_ACTION ITEM_. Word for word, repeat all of the entries below.

Start of Block

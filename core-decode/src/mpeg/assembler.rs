//! # Incremental Frame Assembly
//!
//! Accumulates arbitrarily split network chunks and extracts complete MPEG
//! frames as soon as all of their bytes have arrived.
//!
//! The backlog is a single growable buffer with a consumed-offset cursor.
//! Bytes before the cursor are never examined again and are dropped after
//! every extraction pass, so memory stays bounded by one partial frame plus
//! whatever the producer delivered since the last pass.

use super::header::{MpegFrameHeader, MpegFrameScanner};
use bytes::{Buf, Bytes, BytesMut};
use tracing::{debug, warn};

/// A complete frame cut out of the backlog.
#[derive(Debug, Clone, PartialEq, Eq)]
pub struct AssembledFrame {
    /// Absolute position of the frame's first byte in the input stream.
    pub stream_offset: u64,
    /// Decoded header
    pub header: MpegFrameHeader,
    /// Frame bytes, header included
    pub data: Bytes,
}

impl AssembledFrame {
    /// Byte range of this frame within the input stream.
    pub fn stream_range(&self) -> std::ops::Range<u64> {
        self.stream_offset..self.stream_offset + self.data.len() as u64
    }
}

/// Stateful backlog that turns chunks into frames.
#[derive(Debug, Default)]
pub struct FrameAssembler {
    backlog: BytesMut,
    /// Offset within `backlog` where the next scan starts.
    cursor: usize,
    /// Stream offset of `backlog[0]`.
    base_offset: u64,
    received: u64,
    skipped: u64,
    frames: u64,
}

impl FrameAssembler {
    /// Create an empty assembler.
    pub fn new() -> Self {
        Self::default()
    }

    /// Append a chunk to the backlog.
    pub fn append(&mut self, chunk: &[u8]) {
        self.backlog.extend_from_slice(chunk);
        self.received += chunk.len() as u64;
    }

    /// Bytes received but not yet consumed.
    pub fn pending(&self) -> &[u8] {
        &self.backlog[self.cursor..]
    }

    /// Number of bytes received but not yet consumed.
    pub fn pending_len(&self) -> usize {
        self.backlog.len() - self.cursor
    }

    /// Consume `count` pending bytes without producing a frame (ID3 tag).
    ///
    /// Clamped to the number of pending bytes.
    pub fn discard(&mut self, count: usize) {
        let count = count.min(self.pending_len());
        self.cursor += count;
        self.skipped += count as u64;
        self.compact();
    }

    /// Extract every frame fully contained in the backlog.
    ///
    /// Stops at the first frame that extends past the available bytes; that
    /// frame stays pending and is completed by later appends. The sequence
    /// of extracted frames does not depend on how the input was split.
    pub fn extract_frames(&mut self) -> Vec<AssembledFrame> {
        let mut frames = Vec::new();

        loop {
            let Some(info) = MpegFrameScanner::scan(&self.backlog, self.cursor) else {
                // Nothing before the resume point can ever start a frame
                let resume = MpegFrameScanner::resume_offset(&self.backlog, self.cursor);
                self.skip_to(resume);
                break;
            };

            self.skip_to(info.offset);

            if info.end() > self.backlog.len() {
                break;
            }

            let frame = AssembledFrame {
                stream_offset: self.base_offset + info.offset as u64,
                header: info.header,
                data: Bytes::copy_from_slice(&self.backlog[info.offset..info.end()]),
            };
            self.cursor = info.end();
            frames.push(frame);
        }

        self.frames += frames.len() as u64;
        self.compact();
        frames
    }

    /// Header of the frame waiting for its remaining bytes, if the backlog
    /// starts with one.
    ///
    /// A located frame is never abandoned, so this is the header of the next
    /// frame [`extract_frames`](Self::extract_frames) will return.
    pub fn pending_header(&self) -> Option<MpegFrameHeader> {
        match self.pending() {
            [b0, b1, b2, b3, ..] => MpegFrameHeader::parse([*b0, *b1, *b2, *b3]).ok(),
            _ => None,
        }
    }

    /// Total bytes appended so far.
    pub fn bytes_received(&self) -> u64 {
        self.received
    }

    /// Bytes consumed without becoming part of a frame.
    pub fn bytes_skipped(&self) -> u64 {
        self.skipped
    }

    /// Frames extracted so far.
    pub fn frames_extracted(&self) -> u64 {
        self.frames
    }

    /// Stream offset of the first pending byte.
    pub fn stream_position(&self) -> u64 {
        self.base_offset + self.cursor as u64
    }

    fn skip_to(&mut self, offset: usize) {
        if offset <= self.cursor {
            return;
        }
        let gap = offset - self.cursor;
        if self.frames > 0 || gap > 1 {
            warn!(
                at = self.base_offset + self.cursor as u64,
                bytes = gap,
                "Skipping bytes while searching for frame sync"
            );
        }
        self.skipped += gap as u64;
        self.cursor = offset;
    }

    fn compact(&mut self) {
        if self.cursor == 0 {
            return;
        }
        self.backlog.advance(self.cursor);
        self.base_offset += self.cursor as u64;
        debug!(
            dropped = self.cursor,
            retained = self.backlog.len(),
            "Compacted frame backlog"
        );
        self.cursor = 0;
    }
}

End of Block

_ANSWER TO THIS TASK_.
filename core-decode/src/mpeg/assembler.rs
//! # Incremental Frame Assembly
//!
//! Accumulates arbitrarily split network chunks and extracts complete MPEG
//! frames as soon as all of their bytes have arrived.
//!
//! The backlog is a single growable buffer with a consumed-offset cursor.
//! Bytes before the cursor are never examined again and are dropped after
//! every extraction pass, so memory stays bounded by one partial frame plus
//! whatever the producer delivered since the last pass.

use super::header::{MpegFrameHeader, MpegFrameScanner};
use bytes::{Buf, Bytes, BytesMut};
use tracing::{debug, warn};

/// A complete frame cut out of the backlog.
#[derive(Debug, Clone, PartialEq, Eq)]
pub struct AssembledFrame {
    /// Absolute position of the frame's first byte in the input stream.
    pub stream_offset: u64,
    /// Decoded header
    pub header: MpegFrameHeader,
    /// Frame bytes, header included
    pub data: Bytes,
}

impl AssembledFrame {
    /// Byte range of this frame within the input stream.
    pub fn stream_range(&self) -> std::ops::Range<u64> {
        self.stream_offset..self.stream_offset + self.data.len() as u64
    }
}

/// Stateful backlog that turns chunks into frames.
#[derive(Debug, Default)]
pub struct FrameAssembler {
    backlog: BytesMut,
    /// Offset within `backlog` where the next scan starts.
    cursor: usize,
    /// Stream offset of `backlog[0]`.
    base_offset: u64,
    received: u64,
    skipped: u64,
    frames: u64,
}

impl FrameAssembler {
    /// Create an empty assembler.
    pub fn new() -> Self {
        Self::default()
    }

    /// Append a chunk to the backlog.
    pub fn append(&mut self, chunk: &[u8]) {
        self.backlog.extend_from_slice(chunk);
        self.received += chunk.len() as u64;
    }

    /// Bytes received but not yet consumed.
    pub fn pending(&self) -> &[u8] {
        &self.backlog[self.cursor..]
    }

    /// Number of bytes received but not yet consumed.
    pub fn pending_len(&self) -> usize {
        self.backlog.len() - self.cursor
    }

    /// Consume `count` pending bytes without producing a frame (ID3 tag).
    ///
    /// Clamped to the number of pending bytes.
    pub fn discard(&mut self, count: usize) {
        let count = count.min(self.pending_len());
        self.cursor += count;
        self.skipped += count as u64;
        self.compact();
    }

    /// Extract every frame fully contained in the backlog.
    ///
    /// Stops at the first frame that extends past the available bytes; that
    /// frame stays pending and is completed by later appends. The sequence
    /// of extracted frames does not depend on how the input was split.
    pub fn extract_frames(&mut self) -> Vec<AssembledFrame> {
        let mut frames = Vec::new();

        loop {
            let Some(info) = MpegFrameScanner::scan(&self.backlog, self.cursor) else {
                // Nothing before the resume point can ever start a frame
                let resume = MpegFrameScanner::resume_offset(&self.backlog, self.cursor);
                self.skip_to(resume);
                break;
            };

            self.skip_to(info.offset);

            if info.end() > self.backlog.len() {
                break;
            }

            let frame = AssembledFrame {
                stream_offset: self.base_offset + info.offset as u64,
                header: info.header,
                data: Bytes::copy_from_slice(&self.backlog[info.offset..info.end()]),
            };
            self.cursor = info.end();
            frames.push(frame);
        }

        self.frames += frames.len() as u64;
        self.compact();
        frames
    }

    /// Header of the frame waiting for its remaining bytes, if the backlog
    /// starts with one.
    ///
    /// A located frame is never abandoned, so this is the header of the next
    /// frame [`extract_frames`](Self::extract_frames) will return.
    pub fn pending_header(&self) -> Option<MpegFrameHeader> {
        match self.pending() {
            [b0, b1, b2, b3, ..] => MpegFrameHeader::parse([*b0, *b1, *b2, *b3]).ok(),
            _ => None,
        }
    }

    /// Total bytes appended so far.
    pub fn bytes_received(&self) -> u64 {
        self.received
    }

    /// Bytes consumed without becoming part of a frame.
    pub fn bytes_skipped(&self) -> u64 {
        self.skipped
    }

    /// Frames extracted so far.
    pub fn frames_extracted(&self) -> u64 {
        self.frames
    }

    /// Stream offset of the first pending byte.
    pub fn stream_position(&self) -> u64 {
        self.base_offset + self.cursor as u64
    }

    fn skip_to(&mut self, offset: usize) {
        if offset <= self.cursor {
            return;
        }
        let gap = offset - self.cursor;
        if self.frames > 0 || gap > 1 {
            warn!(
                at = self.base_offset + self.cursor as u64,
                bytes = gap,
                "Skipping bytes while searching for frame sync"
            );
        }
        self.skipped += gap as u64;
        self.cursor = offset;
    }

    fn compact(&mut self) {
        if self.cursor == 0 {
            return;
        }
        self.backlog.advance(self.cursor);
        self.base_offset += self.cursor as u64;
        debug!(
            dropped = self.cursor,
            retained = self.backlog.len(),
            "Compacted frame backlog"
        );
        self.cursor = 0;
    }
}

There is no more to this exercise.